Work instruction → Look below for the line containing "use std::path::PathBuf;" and the line containing "#[arg(short, long, default_value"; repeat exactly those two lines and all lines between them, and nothing else.

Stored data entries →
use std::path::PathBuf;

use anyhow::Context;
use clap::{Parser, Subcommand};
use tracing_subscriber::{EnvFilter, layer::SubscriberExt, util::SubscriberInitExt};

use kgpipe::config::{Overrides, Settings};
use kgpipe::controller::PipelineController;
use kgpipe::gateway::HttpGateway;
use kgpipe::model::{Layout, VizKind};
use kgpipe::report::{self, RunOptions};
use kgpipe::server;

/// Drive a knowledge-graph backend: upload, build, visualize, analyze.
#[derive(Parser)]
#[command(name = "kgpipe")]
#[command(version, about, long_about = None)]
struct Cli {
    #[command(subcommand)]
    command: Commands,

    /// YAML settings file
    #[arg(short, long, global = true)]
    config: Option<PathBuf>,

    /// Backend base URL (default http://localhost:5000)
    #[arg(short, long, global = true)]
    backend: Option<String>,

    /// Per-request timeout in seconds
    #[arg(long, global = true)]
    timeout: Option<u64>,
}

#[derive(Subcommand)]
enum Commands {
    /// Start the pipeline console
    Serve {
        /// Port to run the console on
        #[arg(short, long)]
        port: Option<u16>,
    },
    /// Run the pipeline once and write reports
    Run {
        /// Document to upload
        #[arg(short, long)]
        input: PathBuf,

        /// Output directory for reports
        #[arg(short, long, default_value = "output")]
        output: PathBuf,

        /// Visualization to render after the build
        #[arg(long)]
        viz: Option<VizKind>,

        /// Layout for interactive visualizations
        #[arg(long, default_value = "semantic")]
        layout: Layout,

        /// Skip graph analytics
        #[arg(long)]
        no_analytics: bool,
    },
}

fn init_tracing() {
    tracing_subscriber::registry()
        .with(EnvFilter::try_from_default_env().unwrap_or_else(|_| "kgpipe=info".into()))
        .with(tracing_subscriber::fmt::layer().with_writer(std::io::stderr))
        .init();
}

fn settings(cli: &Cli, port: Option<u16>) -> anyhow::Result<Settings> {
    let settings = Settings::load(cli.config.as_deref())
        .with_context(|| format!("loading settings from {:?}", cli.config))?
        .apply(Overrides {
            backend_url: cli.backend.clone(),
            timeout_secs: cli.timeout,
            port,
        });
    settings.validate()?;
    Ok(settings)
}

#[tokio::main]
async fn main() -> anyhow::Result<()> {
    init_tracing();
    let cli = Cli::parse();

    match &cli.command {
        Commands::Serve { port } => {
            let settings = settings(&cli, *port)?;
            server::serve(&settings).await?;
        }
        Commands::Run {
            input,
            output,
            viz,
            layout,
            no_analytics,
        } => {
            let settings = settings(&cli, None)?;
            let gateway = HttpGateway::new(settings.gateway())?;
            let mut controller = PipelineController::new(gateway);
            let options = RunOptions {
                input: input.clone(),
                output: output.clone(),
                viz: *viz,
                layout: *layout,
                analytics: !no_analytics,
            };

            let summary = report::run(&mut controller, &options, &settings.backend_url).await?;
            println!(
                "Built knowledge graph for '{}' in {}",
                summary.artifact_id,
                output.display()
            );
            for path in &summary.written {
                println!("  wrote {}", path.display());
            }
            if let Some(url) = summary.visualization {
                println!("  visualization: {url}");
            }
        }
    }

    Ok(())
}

==

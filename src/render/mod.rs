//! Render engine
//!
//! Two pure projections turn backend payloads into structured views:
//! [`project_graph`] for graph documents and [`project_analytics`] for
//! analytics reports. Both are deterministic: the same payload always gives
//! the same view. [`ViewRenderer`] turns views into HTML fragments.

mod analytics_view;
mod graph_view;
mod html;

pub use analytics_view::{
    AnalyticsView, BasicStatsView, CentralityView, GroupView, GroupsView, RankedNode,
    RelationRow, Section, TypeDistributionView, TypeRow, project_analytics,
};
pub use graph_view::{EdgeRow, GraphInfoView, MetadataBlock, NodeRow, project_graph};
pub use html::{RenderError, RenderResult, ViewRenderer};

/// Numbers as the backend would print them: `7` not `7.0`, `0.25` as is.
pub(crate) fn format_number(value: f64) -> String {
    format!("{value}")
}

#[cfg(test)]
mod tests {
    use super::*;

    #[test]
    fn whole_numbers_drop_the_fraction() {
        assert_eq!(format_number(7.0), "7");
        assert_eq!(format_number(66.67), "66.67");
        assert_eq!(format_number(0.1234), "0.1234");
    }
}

Task output →
use std::path::PathBuf;

use anyhow::Context;
use clap::{Parser, Subcommand};
use tracing_subscriber::{EnvFilter, layer::SubscriberExt, util::SubscriberInitExt};

use kgpipe::config::{Overrides, Settings};
use kgpipe::controller::PipelineController;
use kgpipe::gateway::HttpGateway;
use kgpipe::model::{Layout, VizKind};
use kgpipe::report::{self, RunOptions};
use kgpipe::server;

/// Drive a knowledge-graph backend: upload, build, visualize, analyze.
#[derive(Parser)]
#[command(name = "kgpipe")]
#[command(version, about, long_about = None)]
struct Cli {
    #[command(subcommand)]
    command: Commands,

    /// YAML settings file
    #[arg(short, long, global = true)]
    config: Option<PathBuf>,

    /// Backend base URL (default http://localhost:5000)
    #[arg(short, long, global = true)]
    backend: Option<String>,

    /// Per-request timeout in seconds
    #[arg(long, global = true)]
    timeout: Option<u64>,
}

#[derive(Subcommand)]
enum Commands {
    /// Start the pipeline console
    Serve {
        /// Port to run the console on
        #[arg(short, long)]
        port: Option<u16>,
    },
    /// Run the pipeline once and write reports
    Run {
        /// Document to upload
        #[arg(short, long)]
        input: PathBuf,

        /// Output directory for reports
        #[arg(short, long, default_value = "output")]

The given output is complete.